### PROBLEM STATEMENT
Give back the records in full, with every line exactly as it was.

### RECORDS FOR THE EXERCISE

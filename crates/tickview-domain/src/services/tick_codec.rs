use serde::{Deserialize, Serialize};

/// Positions of the fields we read from the semicolon-delimited `tick`
/// string. The recorder owns this layout; `v1` is what it currently writes.
#[derive(Debug, Clone, Copy, PartialEq, Eq, Serialize, Deserialize)]
pub struct TickLayout {
    pub price_field: usize,
    pub vwap_field: usize,
}

impl TickLayout {
    pub const V1: TickLayout = TickLayout {
        price_field: 0,
        vwap_field: 4,
    };

    pub fn min_fields(&self) -> usize {
        self.price_field.max(self.vwap_field) + 1
    }
}

impl Default for TickLayout {
    fn default() -> Self {
        Self::V1
    }
}

#[derive(Debug, Clone, Copy, PartialEq, Eq, Default, Serialize, Deserialize)]
#[serde(rename_all = "lowercase")]
pub enum MalformedTickPolicy {
    #[default]
    Error,
    Skip,
}

#[derive(Debug, Clone, Copy, PartialEq)]
pub struct TickFields {
    pub price: f64,
    pub reported_vwap: f64,
}

/// Extracts price and reported VWAP from one encoded tick.
///
/// Errors carry a reason only; the caller knows the line number.
pub fn decode_tick_fields(raw: &str, layout: &TickLayout) -> Result<TickFields, String> {
    let fields: Vec<&str> = raw.split(';').collect();
    if fields.len() < layout.min_fields() {
        return Err(format!(
            "expected at least {} ';'-separated fields, got {} in {raw:?}",
            layout.min_fields(),
            fields.len()
        ));
    }

    let price = parse_field(fields[layout.price_field], "price")?;
    let reported_vwap = parse_field(fields[layout.vwap_field], "vwap")?;
    Ok(TickFields {
        price,
        reported_vwap,
    })
}

fn parse_field(value: &str, name: &str) -> Result<f64, String> {
    let parsed: f64 = value
        .trim()
        .parse()
        .map_err(|_| format!("{name} field is not a number: {value:?}"))?;
    if !parsed.is_finite() {
        return Err(format!("{name} field is not finite: {value:?}"));
    }
    Ok(parsed)
}
use crate::value_objects::bar::Bar;
use crate::value_objects::sampling_period::SamplingPeriod;
use chrono::NaiveDateTime;
use serde::Serialize;
use std::collections::BTreeMap;

#[derive(Debug, Default, Clone, PartialEq, Serialize)]
pub struct DataQualityReport {
    pub rows: usize,
    pub duplicates: usize,
    pub out_of_order: usize,
    pub gaps: usize,
    pub missing_bars: usize,
    pub max_gap_seconds: Option<i64>,
    pub first_timestamp: Option<NaiveDateTime>,
    pub last_timestamp: Option<NaiveDateTime>,
    pub first_gap: Option<NaiveDateTime>,
    pub first_duplicate: Option<NaiveDateTime>,
    pub first_out_of_order: Option<NaiveDateTime>,
}

impl DataQualityReport {
    pub fn is_clean(&self) -> bool {
        self.duplicates == 0 && self.out_of_order == 0 && self.gaps == 0
    }
}

#[derive(Debug, Default, Clone, PartialEq, Serialize)]
pub struct TickReport {
    pub rows: usize,
    pub malformed_skipped: usize,
    pub out_of_order: usize,
    pub first_timestamp: Option<NaiveDateTime>,
    pub last_timestamp: Option<NaiveDateTime>,
    pub first_malformed_line: Option<usize>,
}

/// Sorts rows by `bucket_start`, keeping the last row for a repeated
/// timestamp, and reports what had to be fixed.
///
/// Gaps are measured against `period`; a gap of `k` periods counts `k - 1`
/// missing bars.
pub fn canonicalize_bars(rows: Vec<Bar>, period: SamplingPeriod) -> (Vec<Bar>, DataQualityReport) {
    let mut report = DataQualityReport::default();
    let mut by_start: BTreeMap<NaiveDateTime, Bar> = BTreeMap::new();
    let mut last_seen: Option<NaiveDateTime> = None;

    for bar in rows {
        let ts = bar.bucket_start;
        if let Some(prev) = last_seen {
            if ts < prev {
                report.out_of_order += 1;
                report.first_out_of_order.get_or_insert(ts);
            }
        }
        last_seen = Some(ts);

        if by_start.insert(ts, bar).is_some() {
            report.duplicates += 1;
            report.first_duplicate.get_or_insert(ts);
        }
    }

    let step = period.seconds();
    let mut bars = Vec::with_capacity(by_start.len());
    let mut prev: Option<NaiveDateTime> = None;
    for (ts, bar) in by_start {
        report.first_timestamp.get_or_insert(ts);
        report.last_timestamp = Some(ts);

        if let Some(prev_ts) = prev {
            let diff = (ts - prev_ts).num_seconds();
            if diff > step {
                report.gaps += 1;
                report.missing_bars += ((diff - 1) / step) as usize;
                report.first_gap.get_or_insert(ts);
                report.max_gap_seconds =
                    Some(report.max_gap_seconds.map_or(diff, |current| current.max(diff)));
            }
        }
        prev = Some(ts);
        bars.push(bar);
    }

    report.rows = bars.len();
    (bars, report)
}

#[cfg(test)]
mod tests {
    use super::canonicalize_bars;
    use crate::value_objects::bar::Bar;
    use crate::value_objects::sampling_period::SamplingPeriod;
    use chrono::{NaiveDate, NaiveDateTime};

    fn at(m: u32) -> NaiveDateTime {
        NaiveDate::from_ymd_opt(2024, 1, 2)
            .unwrap()
            .and_hms_opt(9, m, 0)
            .unwrap()
    }

    fn bar(m: u32, close: f64) -> Bar {
        Bar {
            bucket_start: at(m),
            open: close,
            high: close,
            low: close,
            close,
            volume: 1,
            vwap: None,
        }
    }

    #[test]
    fn detects_duplicates_out_of_order_and_keeps_last_duplicate() {
        let rows = vec![bar(30, 1.0), bar(32, 1.0), bar(31, 1.0), bar(30, 2.0)];
        let (bars, report) = canonicalize_bars(rows, SamplingPeriod::from_seconds(60).unwrap());

        assert_eq!(bars.len(), 3);
        assert_eq!(report.rows, 3);
        assert_eq!(report.out_of_order, 2);
        assert_eq!(report.duplicates, 1);
        assert!(bars.windows(2).all(|w| w[0].bucket_start < w[1].bucket_start));
        assert_eq!(bars[0].close, 2.0);
        assert_eq!(report.gaps, 0);
    }

    #[test]
    fn counts_missing_bars_inside_gaps() {
        let rows = vec![bar(30, 1.0), bar(31, 1.0), bar(35, 1.0)];
        let (_, report) = canonicalize_bars(rows, SamplingPeriod::from_seconds(60).unwrap());
        assert_eq!(report.gaps, 1);
        assert_eq!(report.missing_bars, 3);
        assert_eq!(report.max_gap_seconds, Some(240));
        assert_eq!(report.first_gap, Some(at(35)));
        assert!(!report.is_clean());
    }

    #[test]
    fn empty_input_is_clean() {
        let (bars, report) = canonicalize_bars(Vec::new(), SamplingPeriod::from_seconds(300).unwrap());
        assert!(bars.is_empty());
        assert!(report.is_clean());
        assert_eq!(report.first_timestamp, None);
    }
}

### EXPECTED ANSWER
filename crates/tickview-domain/src/services/tick_codec.rs
use serde::{Deserialize, Serialize};

/// Positions of the fields we read from the semicolon-delimited `tick`
/// string. The recorder owns this layout; `v1` is what it currently writes.
#[derive(Debug, Clone, Copy, PartialEq, Eq, Serialize, Deserialize)]
pub struct TickLayout {
    pub price_field: usize,
    pub vwap_field: usize,
}

impl TickLayout {
    pub const V1: TickLayout = TickLayout {
        price_field: 0,
        vwap_field: 4,
    };

    pub fn min_fields(&self) -> usize {
        self.price_field.max(self.vwap_field) + 1
    }
}

impl Default for TickLayout {
    fn default() -> Self {
        Self::V1
    }
}

#[derive(Debug, Clone, Copy, PartialEq, Eq, Default, Serialize, Deserialize)]
#[serde(rename_all = "lowercase")]
pub enum MalformedTickPolicy {
    #[default]
    Error,
    Skip,
}

#[derive(Debug, Clone, Copy, PartialEq)]
pub struct TickFields {
    pub price: f64,
    pub reported_vwap: f64,
}

/// Extracts price and reported VWAP from one encoded tick.
///
/// Errors carry a reason only; the caller knows the line number.
pub fn decode_tick_fields(raw: &str, layout: &TickLayout) -> Result<TickFields, String> {
    let fields: Vec<&str> = raw.split(';').collect();
    if fields.len() < layout.min_fields() {
        return Err(format!(
            "expected at least {} ';'-separated fields, got {} in {raw:?}",
            layout.min_fields(),
            fields.len()
        ));
    }

    let price = parse_field(fields[layout.price_field], "price")?;
    let reported_vwap = parse_field(fields[layout.vwap_field], "vwap")?;
    Ok(TickFields {
        price,
        reported_vwap,
    })
}

fn parse_field(value: &str, name: &str) -> Result<f64, String> {
    let parsed: f64 = value
        .trim()
        .parse()
        .map_err(|_| format!("{name} field is not a number: {value:?}"))?;
    if !parsed.is_finite() {
        return Err(format!("{name} field is not finite: {value:?}"));
    }
    Ok(parsed)
}
use crate::value_objects::bar::Bar;
use crate::value_objects::sampling_period::SamplingPeriod;
use chrono::NaiveDateTime;
use serde::Serialize;
use std::collections::BTreeMap;

#[derive(Debug, Default, Clone, PartialEq, Serialize)]
pub struct DataQualityReport {
    pub rows: usize,
    pub duplicates: usize,
    pub out_of_order: usize,
    pub gaps: usize,
    pub missing_bars: usize,
    pub max_gap_seconds: Option<i64>,
    pub first_timestamp: Option<NaiveDateTime>,
    pub last_timestamp: Option<NaiveDateTime>,
    pub first_gap: Option<NaiveDateTime>,
    pub first_duplicate: Option<NaiveDateTime>,
    pub first_out_of_order: Option<NaiveDateTime>,
}

impl DataQualityReport {
    pub fn is_clean(&self) -> bool {
        self.duplicates == 0 && self.out_of_order == 0 && self.gaps == 0
    }
}

#[derive(Debug, Default, Clone, PartialEq, Serialize)]
pub struct TickReport {
    pub rows: usize,
    pub malformed_skipped: usize,
    pub out_of_order: usize,
    pub first_timestamp: Option<NaiveDateTime>,
    pub last_timestamp: Option<NaiveDateTime>,
    pub first_malformed_line: Option<usize>,
}

/// Sorts rows by `bucket_start`, keeping the last row for a repeated
/// timestamp, and reports what had to be fixed.
///
/// Gaps are measured against `period`; a gap of `k` periods counts `k - 1`
/// missing bars.
pub fn canonicalize_bars(rows: Vec<Bar>, period: SamplingPeriod) -> (Vec<Bar>, DataQualityReport) {
    let mut report = DataQualityReport::default();
    let mut by_start: BTreeMap<NaiveDateTime, Bar> = BTreeMap::new();
    let mut last_seen: Option<NaiveDateTime> = None;

    for bar in rows {
        let ts = bar.bucket_start;
        if let Some(prev) = last_seen {
            if ts < prev {
                report.out_of_order += 1;
                report.first_out_of_order.get_or_insert(ts);
            }
        }
        last_seen = Some(ts);

        if by_start.insert(ts, bar).is_some() {
            report.duplicates += 1;
            report.first_duplicate.get_or_insert(ts);
        }
    }

    let step = period.seconds();
    let mut bars = Vec::with_capacity(by_start.len());
    let mut prev: Option<NaiveDateTime> = None;
    for (ts, bar) in by_start {
        report.first_timestamp.get_or_insert(ts);
        report.last_timestamp = Some(ts);

        if let Some(prev_ts) = prev {
            let diff = (ts - prev_ts).num_seconds();
            if diff > step {
                report.gaps += 1;
                report.missing_bars += ((diff - 1) / step) as usize;
                report.first_gap.get_or_insert(ts);
                report.max_gap_seconds =
                    Some(report.max_gap_seconds.map_or(diff, |current| current.max(diff)));
            }
        }
        prev = Some(ts);
        bars.push(bar);
    }

    report.rows = bars.len();
    (bars, report)
}

#[cfg(test)]
mod tests {
    use super::canonicalize_bars;
    use crate::value_objects::bar::Bar;
    use crate::value_objects::sampling_period::SamplingPeriod;
    use chrono::{NaiveDate, NaiveDateTime};

    fn at(m: u32) -> NaiveDateTime {
        NaiveDate::from_ymd_opt(2024, 1, 2)
            .unwrap()
            .and_hms_opt(9, m, 0)
            .unwrap()
    }

    fn bar(m: u32, close: f64) -> Bar {
        Bar {
            bucket_start: at(m),
            open: close,
            high: close,
            low: close,
            close,
            volume: 1,
            vwap: None,
        }
    }

    #[test]
    fn detects_duplicates_out_of_order_and_keeps_last_duplicate() {
        let rows = vec![bar(30, 1.0), bar(32, 1.0), bar(31, 1.0), bar(30, 2.0)];
        let (bars, report) = canonicalize_bars(rows, SamplingPeriod::from_seconds(60).unwrap());

        assert_eq!(bars.len(), 3);
        assert_eq!(report.rows, 3);
        assert_eq!(report.out_of_order, 2);
        assert_eq!(report.duplicates, 1);
        assert!(bars.windows(2).all(|w| w[0].bucket_start < w[1].bucket_start));
        assert_eq!(bars[0].close, 2.0);
        assert_eq!(report.gaps, 0);
    }

    #[test]
    fn counts_missing_bars_inside_gaps() {
        let rows = vec![bar(30, 1.0), bar(31, 1.0), bar(35, 1.0)];
        let (_, report) = canonicalize_bars(rows, SamplingPeriod::from_seconds(60).unwrap());
        assert_eq!(report.gaps, 1);
        assert_eq!(report.missing_bars, 3);
        assert_eq!(report.max_gap_seconds, Some(240));
        assert_eq!(report.first_gap, Some(at(35)));
        assert!(!report.is_clean());
    }

    #[test]
    fn empty_input_is_clean() {
        let (bars, report) = canonicalize_bars(Vec::new(), SamplingPeriod::from_seconds(300).unwrap());
        assert!(bars.is_empty());
        assert!(report.is_clean());
        assert_eq!(report.first_timestamp, None);
    }
}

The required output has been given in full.